- Task objective
Wherever the word "format" appears in a line of the data, that line should be copied.
:::
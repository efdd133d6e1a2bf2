use std::borrow::Cow;

use cookie_monster::{Cookie, CookieBuilder, SameSite};

pub(crate) static DEFAULT_SESSION_COOKIE_NAME: &str = "dropbox.session";
pub(crate) static DEFAULT_DEV_SESSION_COOKIE_NAME: &str = "dropbox.dev-session";

/// Production and development presets, one of which ends up being used.
pub(crate) struct CookieOptionsBuilder {
    pub(crate) dev: bool,
    pub(crate) dev_cookie: CookieBuilder,
    pub(crate) cookie: CookieBuilder,
}

impl CookieOptionsBuilder {
    pub fn new() -> Self {
        Self {
            dev: false,
            // Dev servers usually run on plain http, so no `Secure`.
            dev_cookie: Cookie::named(DEFAULT_DEV_SESSION_COOKIE_NAME)
                .path("/")
                .http_only()
                .same_site(SameSite::Lax),
            // Lax, the callback is a top level navigation coming from dropbox.com.
            cookie: Cookie::named(DEFAULT_SESSION_COOKIE_NAME)
                .path("/")
                .http_only()
                .same_site(SameSite::Lax)
                .secure(),
        }
    }

    pub fn cookie(mut self, f: impl FnOnce(CookieBuilder) -> CookieBuilder) -> Self {
        self.cookie = f(self.cookie);
        self
    }

    pub fn dev_cookie(mut self, f: impl FnOnce(CookieBuilder) -> CookieBuilder) -> Self {
        self.dev_cookie = f(self.dev_cookie);
        self
    }

    pub fn set_name(&mut self, name: Cow<'static, str>) {
        self.dev_cookie = self.dev_cookie.clone().name(name.clone());
        self.cookie = self.cookie.clone().name(name);
    }

    pub fn build(self) -> CookieBuilder {
        if self.dev {
            self.dev_cookie
        } else {
            self.cookie
        }
    }
}

impl Default for CookieOptionsBuilder {
    fn default() -> Self {
        Self::new()
    }
}
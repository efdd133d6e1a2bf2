use bytes::Bytes;
use http::header::AUTHORIZATION;
use reqwest::{Body, RequestBuilder};
use serde::de::DeserializeOwned;
use url::Url;

use crate::{
    DropboxError, OAuthToken,
    provider::{AccountInfo, DropboxSession, MediaLink, Metadata, error_for_status},
};

static METADATA_HEADER: &str = "x-dropbox-metadata";

/// Dropbox REST client acting on behalf of one authenticated user.
#[derive(Debug, Clone)]
pub struct DropboxClient {
    session: DropboxSession,
    token: OAuthToken,
}

impl DropboxClient {
    pub fn new(session: DropboxSession, access_token: OAuthToken) -> Self {
        Self {
            session,
            token: access_token,
        }
    }

    pub fn session(&self) -> &DropboxSession {
        &self.session
    }

    pub fn access_token(&self) -> &OAuthToken {
        &self.token
    }

    pub async fn account_info(&self) -> Result<AccountInfo, DropboxError> {
        tracing::debug!("fetching dropbox account info");
        let url = self.session.endpoints().api_url("/1/account/info");
        self.json(self.session.http().get(url)).await
    }

    /// Metadata of `path`, with the folder's contents when `list` is set.
    pub async fn metadata(&self, path: &str, list: bool) -> Result<Metadata, DropboxError> {
        let mut url = self.api_path("/1/metadata", path);
        url.query_pairs_mut()
            .append_pair("list", if list { "true" } else { "false" });

        self.json(self.session.http().get(url)).await
    }

    pub async fn get_file(&self, path: &str) -> Result<Bytes, DropboxError> {
        let url = self.content_path("/1/files", path);
        let res = self.authorized(self.session.http().get(url)).send().await?;

        Ok(error_for_status(res).await?.bytes().await?)
    }

    /// The file together with the metadata Dropbox sends in the
    /// `x-dropbox-metadata` response header.
    pub async fn get_file_and_metadata(&self, path: &str) -> Result<(Bytes, Metadata), DropboxError> {
        let url = self.content_path("/1/files", path);
        let res = self.authorized(self.session.http().get(url)).send().await?;
        let res = error_for_status(res).await?;

        let metadata = res
            .headers()
            .get(METADATA_HEADER)
            .ok_or_else(|| {
                DropboxError::InvalidResponse(format!("missing {METADATA_HEADER} header"))
            })?
            .as_bytes();
        let metadata: Metadata = serde_json::from_slice(metadata)
            .map_err(|e| DropboxError::InvalidResponse(e.to_string()))?;

        Ok((res.bytes().await?, metadata))
    }

    pub async fn put_file(
        &self,
        path: &str,
        body: impl Into<Body>,
        overwrite: bool,
    ) -> Result<Metadata, DropboxError> {
        let mut url = self.content_path("/1/files_put", path);
        url.query_pairs_mut()
            .append_pair("overwrite", if overwrite { "true" } else { "false" });

        self.json(self.session.http().put(url).body(body)).await
    }

    pub async fn file_delete(&self, path: &str) -> Result<Metadata, DropboxError> {
        let url = self.session.endpoints().api_url("/1/fileops/delete");
        let form = [("root", self.session.root()), ("path", path)];

        self.json(self.session.http().post(url).form(&form)).await
    }

    /// A temporary link streaming the file directly from Dropbox.
    pub async fn media(&self, path: &str) -> Result<MediaLink, DropboxError> {
        let url = self.api_path("/1/media", path);
        self.json(self.session.http().post(url)).await
    }

    fn api_path(&self, prefix: &str, path: &str) -> Url {
        self.session
            .endpoints()
            .api_url(&self.rooted(prefix, path))
    }

    fn content_path(&self, prefix: &str, path: &str) -> Url {
        self.session
            .endpoints()
            .content_url(&self.rooted(prefix, path))
    }

    fn rooted(&self, prefix: &str, path: &str) -> String {
        format!(
            "{prefix}/{}/{}",
            self.session.root(),
            path.trim_start_matches('/')
        )
    }

    fn authorized(&self, req: RequestBuilder) -> RequestBuilder {
        req.header(
            AUTHORIZATION,
            self.session.authorization_header(Some(&self.token)),
        )
    }

    async fn json<T: DeserializeOwned>(&self, req: RequestBuilder) -> Result<T, DropboxError> {
        let res = self.authorized(req).send().await?;
        let body = error_for_status(res).await?.text().await?;

        serde_json::from_str(&body).map_err(|e| DropboxError::InvalidResponse(e.to_string()))
    }
}
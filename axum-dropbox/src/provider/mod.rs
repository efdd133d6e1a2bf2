//! The Dropbox side of the flow: token exchange and the REST client.
mod client;
mod session;
mod types;

pub use client::DropboxClient;
pub use session::{AccessType, DropboxSession};
pub use types::{AccountInfo, MediaLink, Metadata, QuotaInfo};

use http::StatusCode;
use reqwest::Response;
use url::Url;

use crate::DropboxError;

pub const API_URL: &str = "https://api.dropbox.com";
pub const CONTENT_URL: &str = "https://api-content.dropbox.com";
pub const WWW_URL: &str = "https://www.dropbox.com";

/// Hosts the session and client talk to.
#[derive(Debug, Clone, PartialEq, Eq)]
pub struct Endpoints {
    pub api: Url,
    pub content: Url,
    pub www: Url,
}

impl Endpoints {
    pub fn new(api: Url, content: Url, www: Url) -> Self {
        Self { api, content, www }
    }

    pub(crate) fn api_url(&self, path: &str) -> Url {
        join(&self.api, path)
    }

    pub(crate) fn content_url(&self, path: &str) -> Url {
        join(&self.content, path)
    }

    pub(crate) fn www_url(&self, path: &str) -> Url {
        join(&self.www, path)
    }
}

impl Default for Endpoints {
    fn default() -> Self {
        Self {
            api: Url::parse(API_URL).expect("valid api url"),
            content: Url::parse(CONTENT_URL).expect("valid content url"),
            www: Url::parse(WWW_URL).expect("valid www url"),
        }
    }
}

fn join(base: &Url, path: &str) -> Url {
    let mut url = base.clone();
    url.set_path(&format!(
        "{}/{}",
        base.path().trim_end_matches('/'),
        path.trim_start_matches('/')
    ));
    url
}

/// Turns a non 2xx response into [`DropboxError::Provider`], picking the
/// message from the `error` field Dropbox puts in its JSON bodies.
pub(crate) async fn error_for_status(res: Response) -> Result<Response, DropboxError> {
    let status = res.status();
    if status.is_success() {
        return Ok(res);
    }

    let body = res.text().await.unwrap_or_default();
    let message = provider_message(status, &body);
    tracing::debug!("dropbox returned {status}: {message}");

    Err(DropboxError::Provider { status, message })
}

fn provider_message(status: StatusCode, body: &str) -> String {
    match serde_json::from_str::<serde_json::Value>(body) {
        Ok(json) => match json.get("error") {
            Some(serde_json::Value::String(error)) => error.clone(),
            Some(error) => error.to_string(),
            None => body.to_owned(),
        },
        Err(_) if !body.trim().is_empty() => body.trim().to_owned(),
        Err(_) => status
            .canonical_reason()
            .unwrap_or("unknown error")
            .to_owned(),
    }
}

#[cfg(test)]
mod provider {
    use http::StatusCode;
    use url::Url;

    use super::{Endpoints, join, provider_message};

    #[test]
    fn join_paths() {
        let base = Url::parse("http://127.0.0.1:4000").unwrap();
        assert_eq!(
            join(&base, "/1/oauth/request_token").as_str(),
            "http://127.0.0.1:4000/1/oauth/request_token"
        );

        let base = Url::parse("http://127.0.0.1:4000/proxy/").unwrap();
        assert_eq!(
            join(&base, "1/account/info").as_str(),
            "http://127.0.0.1:4000/proxy/1/account/info"
        );

        let endpoints = Endpoints::default();
        assert_eq!(
            endpoints.www_url("/1/oauth/authorize").as_str(),
            "https://www.dropbox.com/1/oauth/authorize"
        );
    }

    #[test]
    fn messages() {
        assert_eq!(
            provider_message(StatusCode::UNAUTHORIZED, r#"{"error": "Token is disabled."}"#),
            "Token is disabled."
        );
        assert_eq!(
            provider_message(StatusCode::BAD_REQUEST, r#"{"error": {"path": "bad"}}"#),
            r#"{"path":"bad"}"#
        );
        assert_eq!(provider_message(StatusCode::BAD_GATEWAY, "oops "), "oops");
        assert_eq!(provider_message(StatusCode::NOT_FOUND, ""), "Not Found");
    }
}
:::
- Reply
                DropboxError::InvalidResponse(format!("missing {METADATA_HEADER} header"))
        format!(
    url.set_path(&format!(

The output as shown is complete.